** Stored items **
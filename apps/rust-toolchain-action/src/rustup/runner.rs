//! External process execution.
//!
//! Every interaction with `rustup`, `rustc` and `cargo` goes through the
//! [`CommandRunner`] trait so the installation flow can be exercised against
//! a recording fake in tests. Commands are awaited one at a time; nothing in
//! this crate runs two child processes concurrently.

use std::cell::RefCell;
use std::ffi::OsString;
use std::path::{Path, PathBuf};
use std::process::{ExitStatus, Stdio};

use tokio::process::Command;
use tracing::{debug, info};

use crate::errors::ActionError;

/// Locates and executes external programs.
#[allow(async_fn_in_trait)]
pub trait CommandRunner {
    /// Resolves an executable name against the search path.
    ///
    /// # Errors
    ///
    /// Returns [`ActionError::NotFound`] if no such executable exists.
    fn which(&self, name: &str) -> Result<PathBuf, ActionError>;

    /// Prepends `dir` to the search path for lookups and child processes.
    fn add_path(&self, dir: PathBuf);

    /// Runs `program` with its output streamed to the job log.
    ///
    /// # Errors
    ///
    /// Returns an error if the process cannot be started or exits unsuccessfully.
    async fn run(&self, program: &Path, args: &[String]) -> Result<(), ActionError>;

    /// Runs `program` and returns its standard output.
    ///
    /// # Errors
    ///
    /// Returns an error if the process cannot be started or exits unsuccessfully.
    async fn run_stdout(&self, program: &Path, args: &[String]) -> Result<String, ActionError>;
}

/// [`CommandRunner`] backed by real child processes.
///
/// The search path starts as a copy of `PATH` and only grows through
/// [`CommandRunner::add_path`]; the process environment itself is never
/// modified.
#[derive(Debug)]
pub struct ProcessRunner {
    search_path: RefCell<Vec<PathBuf>>,
    cwd: PathBuf,
}

impl ProcessRunner {
    /// Creates a runner searching `path_var` (a `PATH`-style list) and
    /// starting children in `cwd`.
    #[must_use]
    pub fn new(path_var: Option<&str>, cwd: PathBuf) -> Self {
        let search_path = path_var
            .map(|value| std::env::split_paths(value).collect())
            .unwrap_or_default();
        Self {
            search_path: RefCell::new(search_path),
            cwd,
        }
    }

    fn joined_path(&self) -> Option<OsString> {
        std::env::join_paths(self.search_path.borrow().iter()).ok()
    }

    fn command(&self, program: &Path, args: &[String]) -> Command {
        let mut command = Command::new(program);
        command.args(args).current_dir(&self.cwd);
        if let Some(path) = self.joined_path() {
            command.env("PATH", path);
        }
        command
    }
}

impl CommandRunner for ProcessRunner {
    fn which(&self, name: &str) -> Result<PathBuf, ActionError> {
        which::which_in(name, self.joined_path(), &self.cwd)
            .map_err(|e| ActionError::not_found(name, e))
    }

    fn add_path(&self, dir: PathBuf) {
        let mut search_path = self.search_path.borrow_mut();
        if !search_path.contains(&dir) {
            search_path.insert(0, dir);
        }
    }

    async fn run(&self, program: &Path, args: &[String]) -> Result<(), ActionError> {
        let command_line = command_line(program, args);
        info!("[command]{command_line}");

        let status = self
            .command(program, args)
            .status()
            .await
            .map_err(|e| ActionError::command_spawn(&command_line, e))?;
        check_status(&command_line, status)
    }

    async fn run_stdout(&self, program: &Path, args: &[String]) -> Result<String, ActionError> {
        let command_line = command_line(program, args);
        info!("[command]{command_line}");

        let child = self
            .command(program, args)
            .stdout(Stdio::piped())
            .stderr(Stdio::inherit())
            .spawn()
            .map_err(|e| ActionError::command_spawn(&command_line, e))?;
        let output = child
            .wait_with_output()
            .await
            .map_err(|e| ActionError::command_spawn(&command_line, e))?;

        let stdout = String::from_utf8_lossy(&output.stdout).into_owned();
        debug!("Command: {command_line}\nOutput: {stdout}");
        check_status(&command_line, output.status)?;
        Ok(stdout)
    }
}

/// Renders a program and its arguments as a single display string.
#[must_use]
pub fn command_line(program: &Path, args: &[String]) -> String {
    std::iter::once(program.display().to_string())
        .chain(args.iter().cloned())
        .collect::<Vec<_>>()
        .join(" ")
}

fn check_status(command_line: &str, status: ExitStatus) -> Result<(), ActionError> {
    if status.success() {
        return Ok(());
    }
    let description = status
        .code()
        .map_or_else(|| "termination by signal".to_string(), |code| format!("exit code {code}"));
    Err(ActionError::command_failed(command_line, description))
}


#[cfg(test)]
mod tests {
    use super::*;

    #[test]
    fn command_line_joins_program_and_args() {
        let args = vec!["toolchain".to_string(), "install".to_string(), "stable".to_string()];
        assert_eq!(
            command_line(Path::new("/usr/bin/rustup"), &args),
            "/usr/bin/rustup toolchain install stable"
        );
    }

    #[test]
    fn add_path_prepends_once() {
        let runner = ProcessRunner::new(Some("/usr/bin"), PathBuf::from("."));
        runner.add_path(PathBuf::from("/home/runner/.cargo/bin"));
        runner.add_path(PathBuf::from("/home/runner/.cargo/bin"));

        assert_eq!(
            *runner.search_path.borrow(),
            vec![
                PathBuf::from("/home/runner/.cargo/bin"),
                PathBuf::from("/usr/bin")
            ]
        );
    }

    #[test]
    fn which_reports_missing_binary() {
        let runner = ProcessRunner::new(Some(""), std::env::temp_dir());
        let err = runner.which("surely-not-an-installed-binary").unwrap_err();
        assert!(matches!(err, ActionError::NotFound { .. }));
    }

    #[cfg(unix)]
    #[tokio::test]
    async fn run_stdout_captures_output() {
        let runner = ProcessRunner::new(Some("/bin:/usr/bin"), std::env::temp_dir());
        let sh = runner.which("sh").unwrap();

        let stdout = runner
            .run_stdout(&sh, &["-c".to_string(), "echo rustup 1.26.0".to_string()])
            .await
            .unwrap();
        assert_eq!(stdout, "rustup 1.26.0\n");
    }

    #[cfg(unix)]
    #[tokio::test]
    async fn run_reports_exit_code() {
        let runner = ProcessRunner::new(Some("/bin:/usr/bin"), std::env::temp_dir());
        let sh = runner.which("sh").unwrap();

        let err = runner
            .run(&sh, &["-c".to_string(), "exit 3".to_string()])
            .await
            .unwrap_err();
        assert!(err.to_string().ends_with("failed with exit code 3"), "{err}");
    }

    #[tokio::test]
    async fn run_reports_spawn_failure() {
        let runner = ProcessRunner::new(None, std::env::temp_dir());

        let err = runner
            .run(Path::new("/nonexistent/rustup"), &[])
            .await
            .unwrap_err();
        assert!(matches!(err, ActionError::CommandSpawn { .. }));
    }
}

** To do **
Copy each entry above exactly, leaving nothing out.

** Result below **
filename apps/rust-toolchain-action/src/rustup/runner.rs
//! External process execution.
//!
//! Every interaction with `rustup`, `rustc` and `cargo` goes through the
//! [`CommandRunner`] trait so the installation flow can be exercised against
//! a recording fake in tests. Commands are awaited one at a time; nothing in
//! this crate runs two child processes concurrently.

use std::cell::RefCell;
use std::ffi::OsString;
use std::path::{Path, PathBuf};
use std::process::{ExitStatus, Stdio};

use tokio::process::Command;
use tracing::{debug, info};

use crate::errors::ActionError;

/// Locates and executes external programs.
#[allow(async_fn_in_trait)]
pub trait CommandRunner {
    /// Resolves an executable name against the search path.
    ///
    /// # Errors
    ///
    /// Returns [`ActionError::NotFound`] if no such executable exists.
    fn which(&self, name: &str) -> Result<PathBuf, ActionError>;

    /// Prepends `dir` to the search path for lookups and child processes.
    fn add_path(&self, dir: PathBuf);

    /// Runs `program` with its output streamed to the job log.
    ///
    /// # Errors
    ///
    /// Returns an error if the process cannot be started or exits unsuccessfully.
    async fn run(&self, program: &Path, args: &[String]) -> Result<(), ActionError>;

    /// Runs `program` and returns its standard output.
    ///
    /// # Errors
    ///
    /// Returns an error if the process cannot be started or exits unsuccessfully.
    async fn run_stdout(&self, program: &Path, args: &[String]) -> Result<String, ActionError>;
}

/// [`CommandRunner`] backed by real child processes.
///
/// The search path starts as a copy of `PATH` and only grows through
/// [`CommandRunner::add_path`]; the process environment itself is never
/// modified.
#[derive(Debug)]
pub struct ProcessRunner {
    search_path: RefCell<Vec<PathBuf>>,
    cwd: PathBuf,
}

impl ProcessRunner {
    /// Creates a runner searching `path_var` (a `PATH`-style list) and
    /// starting children in `cwd`.
    #[must_use]
    pub fn new(path_var: Option<&str>, cwd: PathBuf) -> Self {
        let search_path = path_var
            .map(|value| std::env::split_paths(value).collect())
            .unwrap_or_default();
        Self {
            search_path: RefCell::new(search_path),
            cwd,
        }
    }

    fn joined_path(&self) -> Option<OsString> {
        std::env::join_paths(self.search_path.borrow().iter()).ok()
    }

    fn command(&self, program: &Path, args: &[String]) -> Command {
        let mut command = Command::new(program);
        command.args(args).current_dir(&self.cwd);
        if let Some(path) = self.joined_path() {
            command.env("PATH", path);
        }
        command
    }
}

impl CommandRunner for ProcessRunner {
    fn which(&self, name: &str) -> Result<PathBuf, ActionError> {
        which::which_in(name, self.joined_path(), &self.cwd)
            .map_err(|e| ActionError::not_found(name, e))
    }

    fn add_path(&self, dir: PathBuf) {
        let mut search_path = self.search_path.borrow_mut();
        if !search_path.contains(&dir) {
            search_path.insert(0, dir);
        }
    }

    async fn run(&self, program: &Path, args: &[String]) -> Result<(), ActionError> {
        let command_line = command_line(program, args);
        info!("[command]{command_line}");

        let status = self
            .command(program, args)
            .status()
            .await
            .map_err(|e| ActionError::command_spawn(&command_line, e))?;
        check_status(&command_line, status)
    }

    async fn run_stdout(&self, program: &Path, args: &[String]) -> Result<String, ActionError> {
        let command_line = command_line(program, args);
        info!("[command]{command_line}");

        let child = self
            .command(program, args)
            .stdout(Stdio::piped())
            .stderr(Stdio::inherit())
            .spawn()
            .map_err(|e| ActionError::command_spawn(&command_line, e))?;
        let output = child
            .wait_with_output()
            .await
            .map_err(|e| ActionError::command_spawn(&command_line, e))?;

        let stdout = String::from_utf8_lossy(&output.stdout).into_owned();
        debug!("Command: {command_line}\nOutput: {stdout}");
        check_status(&command_line, output.status)?;
        Ok(stdout)
    }
}

/// Renders a program and its arguments as a single display string.
#[must_use]
pub fn command_line(program: &Path, args: &[String]) -> String {
    std::iter::once(program.display().to_string())
        .chain(args.iter().cloned())
        .collect::<Vec<_>>()
        .join(" ")
}

fn check_status(command_line: &str, status: ExitStatus) -> Result<(), ActionError> {
    if status.success() {
        return Ok(());
    }
    let description = status
        .code()
        .map_or_else(|| "termination by signal".to_string(), |code| format!("exit code {code}"));
    Err(ActionError::command_failed(command_line, description))
}


#[cfg(test)]
mod tests {
    use super::*;

    #[test]
    fn command_line_joins_program_and_args() {
        let args = vec!["toolchain".to_string(), "install".to_string(), "stable".to_string()];
        assert_eq!(
            command_line(Path::new("/usr/bin/rustup"), &args),
            "/usr/bin/rustup toolchain install stable"
        );
    }

    #[test]
    fn add_path_prepends_once() {
        let runner = ProcessRunner::new(Some("/usr/bin"), PathBuf::from("."));
        runner.add_path(PathBuf::from("/home/runner/.cargo/bin"));
        runner.add_path(PathBuf::from("/home/runner/.cargo/bin"));

        assert_eq!(
            *runner.search_path.borrow(),
            vec![
                PathBuf::from("/home/runner/.cargo/bin"),
                PathBuf::from("/usr/bin")
            ]
        );
    }

    #[test]
    fn which_reports_missing_binary() {
        let runner = ProcessRunner::new(Some(""), std::env::temp_dir());
        let err = runner.which("surely-not-an-installed-binary").unwrap_err();
        assert!(matches!(err, ActionError::NotFound { .. }));
    }

    #[cfg(unix)]
    #[tokio::test]
    async fn run_stdout_captures_output() {
        let runner = ProcessRunner::new(Some("/bin:/usr/bin"), std::env::temp_dir());
        let sh = runner.which("sh").unwrap();

        let stdout = runner
            .run_stdout(&sh, &["-c".to_string(), "echo rustup 1.26.0".to_string()])
            .await
            .unwrap();
        assert_eq!(stdout, "rustup 1.26.0\n");
    }

    #[cfg(unix)]
    #[tokio::test]
    async fn run_reports_exit_code() {
        let runner = ProcessRunner::new(Some("/bin:/usr/bin"), std::env::temp_dir());
        let sh = runner.which("sh").unwrap();

        let err = runner
            .run(&sh, &["-c".to_string(), "exit 3".to_string()])
            .await
            .unwrap_err();
        assert!(err.to_string().ends_with("failed with exit code 3"), "{err}");
    }

    #[tokio::test]
    async fn run_reports_spawn_failure() {
        let runner = ProcessRunner::new(None, std::env::temp_dir());

        let err = runner
            .run(Path::new("/nonexistent/rustup"), &[])
            .await
            .unwrap_err();
        assert!(matches!(err, ActionError::CommandSpawn { .. }));
    }
}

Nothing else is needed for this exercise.